To do that we need a starting point, and it seems clear to me that the only starting point we have is Jesus himself. He is the one who came that we might have life abundantly. That means that what we actually receive from him is, by definition, abundant life. So our question about the meaning of abundant life becomes a question about just what it is that we receive from Jesus.

What we receive from Jesus is not material wealth, it is spiritual wealth. We learn from him who God is. We learn from him first of all what God’s ways are and what God’s passions are. We learn that God’s way is grace—universal, unconditional grace for all people. We learn from Jesus that God’s way is inclusion. God reaches out to those whom the world scorns and excludes and says welcome home. You are my especially beloved children. In Jesus we see that God’s ways are not the world’s ways. The world values wealth and prestige. Jesus shows us that those things mean nothing to God. God values the humble, heart, the repentant soul, and service to God’s people. Most of all service to God’s people.

And in Jesus we see how God wants us to live. It isn’t the life of wealth. It is that live to service that God so values. It is that life of humility and repentance that Jesus shows us. Beyond that, in Jesus we see that the ideal human life is a life of balance and wholeness. It is a life that has enough of the necessities to live, but it is a life in which material things are balanced by spiritual things. Jesus enjoyed good food and drink, so much so that his enemies accused him of being a glutton and a drunkard. Yet Jesus balanced that enjoyment of physical life with devotion to the spiritual side of life as well. His was a life of prayer. Time and again he left even his closest disciples behind, or at least tried to, and went apart to spend time alone with God in prayer. Jesus probably spent more time in prayer in a month than some of us, myself included, do in a year. He cared about people’s physical lives, but he balanced that concern with care for their spiritual lives as well, and he lived out that concern in his own life.

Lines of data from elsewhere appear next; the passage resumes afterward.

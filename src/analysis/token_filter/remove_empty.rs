//! Filter that drops stopped and empty tokens from the stream.

use crate::analysis::token::{Token, TokenStream};
use crate::analysis::token_filter::Filter;
use crate::error::Result;

/// A filter that removes stopped tokens and tokens with empty text.
///
/// This is normally the last filter of a pipeline, turning "marked as
/// stopped" into "absent".
#[derive(Clone, Debug, Default)]
pub struct RemoveEmptyFilter;

impl RemoveEmptyFilter {
    /// Create a new remove empty filter.
    pub fn new() -> Self {
        RemoveEmptyFilter
    }
}

impl Filter for RemoveEmptyFilter {
    fn filter(&self, tokens: TokenStream) -> Result<TokenStream> {
        let filtered_tokens: Vec<Token> = tokens
            .filter(|token| !token.is_stopped() && !token.text.is_empty())
            .collect();

        Ok(Box::new(filtered_tokens.into_iter()))
    }

    fn name(&self) -> &'static str {
        "remove_empty"
    }
}

#[cfg(test)]
mod tests {
    use super::*;
    use crate::analysis::token::Token;

    #[test]
    fn test_remove_empty_filter() {
        let filter = RemoveEmptyFilter::new();
        let tokens = vec![
            Token::new("hello", 0),
            Token::new("", 1),
            Token::new("world", 2),
            Token::new("test", 3).stop(),
        ];
        let token_stream = Box::new(tokens.into_iter());

        let result: Vec<Token> = filter.filter(token_stream).unwrap().collect();

        assert_eq!(result.len(), 2);
        assert_eq!(result[0].text, "hello");
        assert_eq!(result[1].text, "world");
    }

    #[test]
    fn test_filter_name() {
        assert_eq!(RemoveEmptyFilter::new().name(), "remove_empty");
    }
}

This is the vision of the abundant life that we receive from Jesus, a vision of God’s values and desires and a vision of the whole, balanced, human life. These things are the abundance we receive from him, so we know what the abundant life is that he came that we might have. It is life lived in the knowledge of God’s grace. It is the life of inclusion not exclusion. It is the life of humility, repentance, and service, most of all service. Jesus said that in so far as you fed, clothed, housed, and visited the least among you, you have done those things for him. Matthew 25:31-46 The abundant life Christ gives is such a life of service to others.

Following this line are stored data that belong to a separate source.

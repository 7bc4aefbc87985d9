//! Command line argument parsing for the sift CLI using clap.

use std::path::PathBuf;

use clap::{Parser, Subcommand, ValueEnum};
use serde::{Deserialize, Serialize};

/// sift - a small full-text search core
#[derive(Parser, Debug, Clone)]
#[command(name = "sift")]
#[command(about = "Build, query and inspect small full-text search indexes")]
#[command(version = env!("CARGO_PKG_VERSION"))]
#[command(long_about = None)]
pub struct SiftArgs {
    /// Verbosity level (0=quiet, 1=normal, 2=verbose, 3=debug)
    #[arg(short, long, action = clap::ArgAction::Count)]
    pub verbose: u8,

    /// Quiet mode (overrides verbose)
    #[arg(short, long)]
    pub quiet: bool,

    /// Output format
    #[arg(short = 'f', long = "format", default_value = "human")]
    pub output_format: OutputFormat,

    /// Pretty-print JSON output
    #[arg(long)]
    pub pretty: bool,

    /// Subcommand to execute
    #[command(subcommand)]
    pub command: Command,
}

impl SiftArgs {
    /// Get the effective verbosity level
    pub fn verbosity(&self) -> u8 {
        if self.quiet {
            0
        } else {
            match self.verbose {
                0 => 1,
                n => n,
            }
        }
    }
}

/// Available CLI commands
#[derive(Subcommand, Debug, Clone)]
pub enum Command {
    /// Build an index snapshot from a JSONL document file
    Index(IndexArgs),

    /// Search an index snapshot
    Search(SearchArgs),

    /// Show index statistics
    Stats(StatsArgs),
}

/// Arguments for building an index
#[derive(Parser, Debug, Clone)]
pub struct IndexArgs {
    /// JSONL file, one `{"id": .., "fields": {..}}` object per line
    #[arg(value_name = "DOCUMENTS")]
    pub documents: PathBuf,

    /// Where to write the snapshot
    #[arg(value_name = "SNAPSHOT")]
    pub snapshot: PathBuf,

    /// Index configuration file (JSON)
    #[arg(short, long, value_name = "CONFIG_FILE")]
    pub config: Option<PathBuf>,

    /// Searchable field, optionally weighted: `title=3` (repeatable)
    #[arg(long = "field", value_name = "NAME[=WEIGHT]")]
    pub fields: Vec<String>,

    /// Positions skipped between field values
    #[arg(long)]
    pub position_gap: Option<u32>,

    /// Remove English stop words
    #[arg(long)]
    pub stop_words: bool,

    /// Index and search Porter stems instead of surface words
    #[arg(long)]
    pub stemming: bool,

    /// Documents analyzed per batch
    #[arg(short, long, default_value = "1000")]
    pub batch_size: usize,
}

/// Arguments for searching
#[derive(Parser, Debug, Clone)]
pub struct SearchArgs {
    /// Snapshot to search
    #[arg(value_name = "SNAPSHOT")]
    pub snapshot: PathBuf,

    /// Query string; words and "quoted phrases"
    #[arg(value_name = "QUERY")]
    pub query: String,

    /// Page number, starting at 1
    #[arg(short, long, default_value = "1")]
    pub page: usize,

    /// Results per page
    #[arg(short = 'n', long, default_value = "10")]
    pub page_size: usize,

    /// Stop ranking after this many results
    #[arg(long)]
    pub max_results: Option<usize>,

    /// Phrase bonus multiplier (must be > 1)
    #[arg(long)]
    pub phrase_boost: Option<f32>,

    /// Bonus per matched clause
    #[arg(long)]
    pub clause_bonus: Option<f32>,

    /// Show what each query clause adds to every hit's score
    #[arg(long)]
    pub explain: bool,
}

/// Arguments for index statistics
#[derive(Parser, Debug, Clone)]
pub struct StatsArgs {
    /// Snapshot to inspect
    #[arg(value_name = "SNAPSHOT")]
    pub snapshot: PathBuf,
}

/// Output formats for CLI
#[derive(ValueEnum, Debug, Clone, Copy, PartialEq, Eq, Serialize, Deserialize)]
#[serde(rename_all = "lowercase")]
pub enum OutputFormat {
    /// Human-readable output
    Human,
    /// JSON output
    Json,
}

And it is a life of balance, of wholeness. It is a life that does indeed have the physical necessities. It is even a life that enjoys the earthly pleasures, the pleasures of food and drink, of companionship, of intimacy, and of love. But it is a life not devoted to those things alone. It is a life in which the spiritual is valued as much as the material, or even more so. It is a life in which we devote at least as much attention to our spiritual health as to our physical wellbeing, and in which we care for each other’s spiritual wholeness as well as for our own. The abundant life is a life of balance, it is the life of the whole person, physical and spiritual together and not in opposition to each other.

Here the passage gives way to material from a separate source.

//! Caller-owned documents and their JSON Lines ingestion format.

pub mod document;
pub mod jsonl;

pub use document::{DocId, Document, DocumentBuilder, Field};
pub use jsonl::JsonlDocumentReader;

These things make up the truly abundant life that Jesus came to give us. We know that because these things make up the life that he showed us. We resist this vision of abundance because we are so conditioned to the world’s way of thinking. We are conditioned to think of abundance only in material terms. Yet throughout history the men and women most filled with life have been the saints who grasped this vision, who were grasped by this vision, and who lived into it every day of their lives. We may not be saints, but the vision of the life of abundance as the life of service and of personal wholeness through Christ is our vision too. We will live it imperfectly to be sure; but to live as best we can is indeed our call as Christians, for it is the vision of the one we call Lord and Savior, even Jesus the Christ. Amen.